Now, linking end to end 10 vectors $\overrightarrow{\mathrm{AB}}$ comes to multiplying the vector $\overrightarrow{\mathrm{AB}}$ by 10, so that one obtains a vector with the origin at (0,0,0) and end point at (10,10,10).

For the vector $\overrightarrow{\mathrm{CD}}$: $\overrightarrow{\mathrm{CD}}=i+3j+2k$. Adding up 2 such vectors, one easily sees that the resulting vector has the origin at (0,0,0) and the end point at (2,6,4). Adding up 10 such vectors, the origin remains the same and the end point is (10, 30, 20). For $n$ vectors, the end point is $(n,3n,2n)$.

If the starting point is (1,0,-1) and the vector to be drawn is $v=ni+nj+nk$, then the end point will be at $(1+n,0+n,-1+n)$, i.e. at $(n+1,n,n-1)$.

If the origin is at $(a,b,c)$, the end point is at $(n+a,n+b,n+c)$. If the vector is $u=ni+3nj+2nk$, and its origin is at (-3,0,2), its end point will be at $(n-3,3n,2n+2)$. If for the same vector the origin is at $(a,b,c)$, its end point will be at $(n+a,3n+b,2n+c)$.

If the vector of interest is now $u+v=2ni+4nj+3nk$, in the general case of the origin at $(a,b,c)$, the end point will be at $(2n+a,4n+b,3n+c)$.

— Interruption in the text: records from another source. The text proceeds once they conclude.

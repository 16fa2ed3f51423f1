use std::time::Duration;

use axum::extract::State;
use axum::response::IntoResponse;
use axum::{Extension, Json};
use chrono::{DateTime, Utc};
use payscope_core::error::PayScopeError;
use payscope_tenant::TenantContext;
use serde::Deserialize;
use uuid::Uuid;

use crate::error::ApiError;
use crate::state::AppState;

/// Default lookback window when a query omits `time_range`: the trailing
/// 90 days, wide enough for the forecasting agent's weekly seasonal fit
/// to see several periods.
const DEFAULT_LOOKBACK_DAYS: i64 = 90;

const PER_AGENT_TIMEOUT_SECONDS: u64 = 20;

#[derive(Debug, Deserialize)]
pub struct TimeRange {
    pub from: DateTime<Utc>,
    pub to: DateTime<Utc>,
}

#[derive(Debug, Deserialize)]
pub struct ChatQueryRequest {
    pub query: String,
    pub time_range: Option<TimeRange>,
}

/// `POST /chat/query` (spec.md §6 / §4.11): classify intent, retrieve
/// tenant-scoped evidence, dispatch the agents the intent routes to, and
/// compose their outputs into one structured response.
pub async fn chat_query(
    State(state): State<AppState>,
    Extension(ctx): Extension<TenantContext>,
    Json(body): Json<ChatQueryRequest>,
) -> impl IntoResponse {
    match handle(state, ctx, body).await {
        Ok(response) => Json(response).into_response(),
        Err(e) => ApiError::from(e).into_response(),
    }
}

async fn handle(state: AppState, ctx: TenantContext, body: ChatQueryRequest) -> Result<payscope_rag::StructuredResponse, PayScopeError> {
    if body.query.trim().is_empty() {
        return Err(PayScopeError::ValidationRowFailed {
            detail: "query must not be empty".to_string(),
        });
    }

    let (from, to) = match body.time_range {
        Some(range) => (range.from, range.to),
        None => (Utc::now() - chrono::Duration::days(DEFAULT_LOOKBACK_DAYS), Utc::now()),
    };

    let classification = payscope_rag::classify_intent(&body.query, Some(state.intent_model.as_ref())).await;

    let evidence = payscope_rag::retrieve(
        ctx.bank_id,
        &body.query,
        from,
        to,
        &state.vector,
        &state.graph,
        &state.timeseries,
        &state.embedding_client,
    )
    .await;

    let task_id = Uuid::new_v4();
    let results = payscope_rag::dispatch(
        classification.intent,
        task_id,
        &body.query,
        &evidence,
        Duration::from_secs(PER_AGENT_TIMEOUT_SECONDS),
    )
    .await;

    let response = payscope_rag::compose(classification.intent, &evidence, &results);

    let intent_label = serde_json::to_value(response.intent).unwrap_or_default();
    let intent_label = intent_label.as_str().unwrap_or("UNKNOWN");
    payscope_telemetry::METRICS.chat_queries_total.with_label_values(&[intent_label]).inc();

    Ok(response)
}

Stephen (from Framwellgate School, Durham) solved the problem and went on to think about what happens if you alternate segments. Here is what he sent us :

With AB followed by CD (if we count AB as segment 1 and CD as segment 2) we can see that 2 segments makes (1,1,1)+(1,3,2)=(2,4,3) therefore the nth segment when n is even is (n,2n,3n/2) because we need to divide it by 2, as (2,4,3) is 2 segments. For n segments when n is odd, n-1 is even so take the n-1th segment from last coordinates to give (n-1,2(n-1),3(n-1)/2) and add (1,1,1), because this is the first segment and therefore will be the last segment on odd number of segments (n) - to get: (n,2n-1,(3n-1)/2) if starting from (a,b,c) then we just need to add this coordinate to the two solutions.